WHAT YOU HAVE TO DO: Check the entries below and say how many lines include the word "Duration". No other text is wanted.

GIVEN RECORDS:
'''
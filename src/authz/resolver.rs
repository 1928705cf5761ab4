use std::collections::{BTreeSet, HashMap, HashSet};
use std::time::Duration;

use chrono::{DateTime, Utc};
use serde::{Deserialize, Serialize};

use crate::authz::errors::{AuthzError, PolicyIntegrityError};
use crate::authz::store::{bounded, PolicyStore};
use crate::authz::types::*;

/// Effective roles of one subject at one instant.
#[derive(Debug, Clone, Default, PartialEq, Serialize, Deserialize)]
pub struct ResolvedRoles {
    pub roles: BTreeSet<RoleId>,
    /// Corrupt hierarchy edges met while walking; each dropped one assigned role.
    #[serde(skip)]
    pub integrity_errors: Vec<PolicyIntegrityError>,
    /// Earliest assignment expiry after the resolution instant.
    pub valid_until: Option<DateTime<Utc>>,
}

/// Expands assigned roles into the full ancestor closure.
///
/// Each role has at most one parent, so the walk for an assigned role is a
/// chain. Roles are fetched once per resolution into a local arena; a chain
/// that revisits a role on its own path, or names a role that does not exist,
/// contributes nothing.
pub struct RoleResolver<'a> {
    store: &'a dyn PolicyStore,
    timeout: Duration,
    arena: HashMap<RoleId, Option<Role>>,
}

impl<'a> RoleResolver<'a> {
    pub fn new(store: &'a dyn PolicyStore, timeout: Duration) -> Self {
        Self {
            store,
            timeout,
            arena: HashMap::new(),
        }
    }

    pub async fn resolve(
        mut self,
        subject: &str,
        now: DateTime<Utc>,
    ) -> Result<ResolvedRoles, AuthzError> {
        let store = self.store;
        let assignments = bounded(
            self.timeout,
            "get_active_assignments",
            store.get_active_assignments(subject, now),
        )
        .await?;

        let mut resolved = ResolvedRoles::default();
        // roles whose chain up to a root is known to be sound
        let mut sound: HashSet<RoleId> = HashSet::new();

        for assignment in assignments.iter().filter(|a| a.is_active_at(now)) {
            if let Some(until) = assignment.valid_until {
                resolved.valid_until = Some(match resolved.valid_until {
                    Some(current) => current.min(until),
                    None => until,
                });
            }

            match self.walk(&assignment.role_id, &sound).await? {
                Ok(chain) => {
                    for role in chain {
                        sound.insert(role.clone());
                        resolved.roles.insert(role);
                    }
                }
                Err(integrity) => {
                    tracing::warn!(
                        subject,
                        role = %assignment.role_id,
                        error = %integrity,
                        "dropping role with corrupt hierarchy"
                    );
                    resolved.integrity_errors.push(integrity);
                }
            }
        }

        Ok(resolved)
    }

    /// Walk from `start` to the root. Stops early on a role already proven sound.
    async fn walk(
        &mut self,
        start: &str,
        sound: &HashSet<RoleId>,
    ) -> Result<Result<Vec<RoleId>, PolicyIntegrityError>, AuthzError> {
        let mut path: Vec<RoleId> = Vec::new();
        let mut on_path: HashSet<RoleId> = HashSet::new();
        let mut current = start.to_string();

        loop {
            if sound.contains(&current) {
                return Ok(Ok(path));
            }
            if !on_path.insert(current.clone()) {
                path.push(current);
                return Ok(Err(PolicyIntegrityError::Cycle {
                    role: start.to_string(),
                    path,
                }));
            }

            let Some(role) = self.fetch(&current).await? else {
                let referrer = path.last().cloned().unwrap_or_else(|| start.to_string());
                return Ok(Err(PolicyIntegrityError::DanglingReference {
                    role: referrer,
                    missing: current,
                }));
            };

            path.push(current);
            match role.parent_id {
                Some(parent) => current = parent,
                None => return Ok(Ok(path)),
            }
        }
    }

    async fn fetch(&mut self, role_id: &str) -> Result<Option<Role>, AuthzError> {
        if let Some(cached) = self.arena.get(role_id) {
            return Ok(cached.clone());
        }
        let role = bounded(self.timeout, "get_role", self.store.get_role(role_id)).await?;
        self.arena.insert(role_id.to_string(), role.clone());
        Ok(role)
    }
}
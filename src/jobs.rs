use std::sync::Arc;

use tokio_cron_scheduler::{Job, JobScheduler};
use tracing::{debug, info};

use crate::authz::cache::DecisionCache;
use crate::errors::WardenError;

/// Initialize and start the job scheduler with the cache maintenance task.
pub async fn init_scheduler(
    cache: Arc<DecisionCache>,
    sweep_schedule: &str,
) -> Result<JobScheduler, WardenError> {
    let sched = JobScheduler::new()
        .await
        .map_err(|e| WardenError::Other(format!("Failed to create job scheduler: {}", e)))?;

    let sweep_job = sweep_job(cache, sweep_schedule)?;
    sched
        .add(sweep_job)
        .await
        .map_err(|e| WardenError::Other(format!("Failed to add cache sweep job: {}", e)))?;

    sched
        .start()
        .await
        .map_err(|e| WardenError::Other(format!("Failed to start job scheduler: {}", e)))?;

    info!(schedule = sweep_schedule, "Job scheduler started");

    Ok(sched)
}

/// Drop expired entries from the in-process cache tier on `schedule`.
fn sweep_job(cache: Arc<DecisionCache>, schedule: &str) -> Result<Job, WardenError> {
    Job::new_async(schedule, move |_uuid, _l| {
        let cache = cache.clone();
        Box::pin(async move {
            let removed = cache.sweep_expired();
            let stats = cache.stats();
            debug!(
                removed,
                remaining = stats.local_entries,
                local_hits = stats.local_hits,
                local_misses = stats.local_misses,
                "Swept expired cache entries"
            );
        })
    })
    .map_err(|e| WardenError::Other(format!("Failed to create cache sweep job: {}", e)))
}
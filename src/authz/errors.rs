use axum::http::StatusCode;
use axum::response::{IntoResponse, Response};
use axum::Json;
use miette::Diagnostic;
use serde_json::json;
use thiserror::Error;

use crate::authz::types::RoleId;

#[derive(Debug, Error, Diagnostic)]
pub enum AuthzError {
    #[error("Failed to load policy file `{path}`")]
    #[diagnostic(
        code(warden::authz::policy_load),
        help("Check that the file exists and contains valid KDL syntax")
    )]
    PolicyLoadError {
        path: String,
        #[source]
        source: std::io::Error,
    },

    #[error("Policy store unavailable: {0}")]
    #[diagnostic(
        code(warden::authz::store_unavailable),
        help("The decision could not be evaluated; the caller decides its own outage policy")
    )]
    PolicyStoreUnavailable(String),

    #[error("Invalid policy: {0}")]
    #[diagnostic(
        code(warden::authz::invalid_policy),
        help("Each policy file may contain `role`, `permission`, `bind`, `assign` and `override` KDL nodes")
    )]
    InvalidPolicy(String),

    #[error("Invalid condition: {0}")]
    #[diagnostic(
        code(warden::authz::invalid_condition),
        help("Supported predicates: time-window, equals, not-equals, in-set, combined with all, any and not")
    )]
    InvalidCondition(String),

    #[error("Undefined role `{0}`")]
    #[diagnostic(
        code(warden::authz::undefined_role),
        help("Define the role with: role \"<id>\" name=\"...\"")
    )]
    UndefinedRole(String),

    #[error("Undefined permission `{0}`")]
    #[diagnostic(
        code(warden::authz::undefined_permission),
        help("Define the permission with: permission \"<id>\" resource=\"...\" action=\"...\" scope=\"...\"")
    )]
    UndefinedPermission(String),

    #[error("Duplicate role binding: {0}")]
    #[diagnostic(code(warden::authz::duplicate_binding))]
    DuplicateBinding(String),

    #[error("Cyclic role inheritance detected: {0}")]
    #[diagnostic(
        code(warden::authz::cyclic_roles),
        help("Check the `parent` of each role for circular references")
    )]
    CyclicRoleInheritance(String),

    #[error("KDL parse error: {0}")]
    #[diagnostic(
        code(warden::authz::kdl_parse),
        help("Check your KDL file syntax, see https://kdl.dev for the specification")
    )]
    KdlParse(String),

    #[error("I/O error: {0}")]
    #[diagnostic(code(warden::authz::io))]
    Io(#[from] std::io::Error),
}

impl IntoResponse for AuthzError {
    fn into_response(self) -> Response {
        let (status, message) = match &self {
            AuthzError::InvalidPolicy(_) | AuthzError::InvalidCondition(_) => {
                (StatusCode::BAD_REQUEST, self.to_string())
            }
            AuthzError::PolicyStoreUnavailable(_) => {
                (StatusCode::SERVICE_UNAVAILABLE, self.to_string())
            }
            _ => (StatusCode::INTERNAL_SERVER_ERROR, self.to_string()),
        };
        let body = json!({ "error": message });
        (status, Json(body)).into_response()
    }
}

/// A corrupt hierarchy edge found while resolving roles. Only the affected
/// role's contribution is dropped.
#[derive(Debug, Clone, PartialEq, Eq, Error, Diagnostic)]
pub enum PolicyIntegrityError {
    #[error("role `{role}` is part of an inheritance cycle: {}", .path.join(" -> "))]
    #[diagnostic(code(warden::authz::integrity::cycle))]
    Cycle { role: RoleId, path: Vec<RoleId> },

    #[error("role `{role}` references undefined role `{missing}`")]
    #[diagnostic(code(warden::authz::integrity::dangling))]
    DanglingReference { role: RoleId, missing: RoleId },
}

impl PolicyIntegrityError {
    pub fn role(&self) -> &str {
        match self {
            PolicyIntegrityError::Cycle { role, .. } => role,
            PolicyIntegrityError::DanglingReference { role, .. } => role,
        }
    }
}

/// The remote evaluator could not produce a verdict.
#[derive(Debug, Clone, PartialEq, Eq, Error, Diagnostic)]
#[error("Remote policy evaluator unavailable: {0}")]
#[diagnostic(code(warden::authz::remote_unavailable))]
pub struct RemotePolicyUnavailable(pub String);

/// Distributed cache tier failure; always recovered by recomputing.
#[derive(Debug, Error, Diagnostic)]
pub enum SharedCacheError {
    #[error("shared cache timed out after {0:?}")]
    #[diagnostic(code(warden::cache::timeout))]
    Timeout(std::time::Duration),

    #[error("shared cache backend error: {0}")]
    #[diagnostic(code(warden::cache::backend))]
    Backend(String),

    #[error("shared cache entry could not be decoded: {0}")]
    #[diagnostic(code(warden::cache::decode))]
    Decode(#[from] serde_json::Error),
}

impl From<redis::RedisError> for SharedCacheError {
    fn from(value: redis::RedisError) -> Self {
        SharedCacheError::Backend(value.to_string())
    }
}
'''
RESULT FOR THIS EXERCISE: 4